# [Assigned task]
Report each line from the records where the string "session" turns up.

# [Task inputs]
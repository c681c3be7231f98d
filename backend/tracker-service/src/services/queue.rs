//! Unbounded multi-producer queue feeding the batch accumulator.
//!
//! Submission never blocks and never reports failure to the request path.
//! Capacity is bounded only by memory; under sustained overload with a
//! stalled accumulator the queue grows without limit.

use crate::models::IncrementOperation;
use tokio::sync::mpsc;
use tracing::warn;

/// Producer handle, cloned into every request handler.
#[derive(Debug, Clone)]
pub struct EventQueue {
    tx: mpsc::UnboundedSender<IncrementOperation>,
}

/// Consumer side, owned by the single accumulator task.
#[derive(Debug)]
pub struct EventReceiver {
    rx: mpsc::UnboundedReceiver<IncrementOperation>,
}

pub fn event_queue() -> (EventQueue, EventReceiver) {
    let (tx, rx) = mpsc::unbounded_channel();
    (EventQueue { tx }, EventReceiver { rx })
}

impl EventQueue {
    pub fn submit(&self, op: IncrementOperation) {
        if let Err(err) = self.tx.send(op) {
            warn!(key = %err.0.key, "Event queue closed, dropping increment");
        }
    }

    pub fn submit_all(&self, ops: impl IntoIterator<Item = IncrementOperation>) {
        for op in ops {
            self.submit(op);
        }
    }
}

impl EventReceiver {
    /// Next queued operation, or `None` once every producer is dropped.
    pub async fn recv(&mut self) -> Option<IncrementOperation> {
        self.rx.recv().await
    }
}

#[cfg(test)]
mod tests {
    use super::*;

    #[tokio::test]
    async fn test_fifo_order() {
        let (queue, mut receiver) = event_queue();
        queue.submit_all([
            IncrementOperation::hincrby("a", "1"),
            IncrementOperation::hincrby("b", "2"),
        ]);

        assert_eq!(receiver.recv().await.map(|op| op.key), Some("a".to_string()));
        assert_eq!(receiver.recv().await.map(|op| op.key), Some("b".to_string()));
    }

    #[tokio::test]
    async fn test_submit_after_consumer_dropped_is_silent() {
        let (queue, receiver) = event_queue();
        drop(receiver);
        queue.submit(IncrementOperation::hincrby("a", "1"));
    }

    #[tokio::test]
    async fn test_closes_when_producers_dropped() {
        let (queue, mut receiver) = event_queue();
        let producer = queue.clone();
        drop(queue);
        producer.submit(IncrementOperation::hincrby("a", "1"));
        drop(producer);

        assert!(receiver.recv().await.is_some());
        assert!(receiver.recv().await.is_none());
    }
}
//! Pixel tracking service
//!
//! `/track` requests are classified into counter increments, queued, grouped
//! into fixed-size batches by a single accumulator task and written to Redis
//! as `MULTI`/`EXEC` blocks on pooled connections. The caller always gets a
//! transparent pixel back without waiting on the store.

pub mod config;
pub mod error;
pub mod handlers;
pub mod metrics;
pub mod middleware;
pub mod models;
pub mod services;
pub mod state;

pub use config::Config;
pub use state::AppContext;
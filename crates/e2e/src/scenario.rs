//! Built-in scenarios for the nll-light web app behind Keycloak

use crate::spec::{TestSpec, TestStep, WaitState, DEFAULT_REDIRECT_TIMEOUT_MS};

pub const LOGIN_SCENARIO: &str = "login-via-keycloak";
pub const LOGOUT_SCENARIO: &str = "logout-after-login";

/// Visible label of the federated login trigger on the app's login page
pub const LOGIN_TRIGGER: &str = "text=Logga in med Keycloak";
/// Visible label of the logout affordance shown once logged in
pub const LOGOUT_LABEL: &str = "text=Logga ut";

pub const USERNAME_INPUT: &str = r#"input[name="username"], input#username"#;
pub const PASSWORD_INPUT: &str = r#"input[name="password"], input#password"#;
pub const SUBMIT_BUTTON: &str = r#"button[type="submit"]"#;

/// Where the app sends the browser after the IdP session is ended
pub const LOGGED_OUT_PATH: &str = "/login?logout";

fn login_steps() -> Vec<TestStep> {
    vec![
        TestStep::Navigate { url: "/".into() },
        TestStep::ExpectUrl { url: "/".into() },
        TestStep::Click { selector: LOGIN_TRIGGER.into(), timeout_ms: None },
        TestStep::Wait {
            selector: USERNAME_INPUT.into(),
            timeout_ms: None,
            state: WaitState::Visible,
        },
        TestStep::Fill { selector: USERNAME_INPUT.into(), value: "${username}".into() },
        TestStep::Fill { selector: PASSWORD_INPUT.into(), value: "${password}".into() },
        TestStep::Click { selector: SUBMIT_BUTTON.into(), timeout_ms: None },
        TestStep::WaitForUrl { prefix: None, timeout_ms: DEFAULT_REDIRECT_TIMEOUT_MS },
        TestStep::ExpectAny {
            selectors: vec![LOGOUT_LABEL.into(), "text=${username}".into()],
            min_count: 1,
        },
    ]
}

/// Load the app root, log in through Keycloak, and require a post-login
/// marker once the browser is back on the app origin.
pub fn login_via_keycloak() -> TestSpec {
    TestSpec {
        name: LOGIN_SCENARIO.into(),
        description: "Log in through Keycloak and land back on the application".into(),
        tags: vec!["auth".into(), "smoke".into()],
        viewport: None,
        steps: login_steps(),
    }
}

/// The login flow followed by a logout that must end the IdP session and
/// return to the app's logged-out page.
pub fn logout_after_login() -> TestSpec {
    let mut steps = login_steps();
    steps.push(TestStep::Click { selector: LOGOUT_LABEL.into(), timeout_ms: None });
    steps.push(TestStep::WaitForUrl {
        prefix: Some(format!("${{base_url}}{}", LOGGED_OUT_PATH)),
        timeout_ms: DEFAULT_REDIRECT_TIMEOUT_MS,
    });

    TestSpec {
        name: LOGOUT_SCENARIO.into(),
        description: "Log in, log out, and land on the logged-out page".into(),
        tags: vec!["auth".into()],
        viewport: None,
        steps,
    }
}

# [Result of this task]
/// Where the app sends the browser after the IdP session is ended
/// The login flow followed by a logout that must end the IdP session and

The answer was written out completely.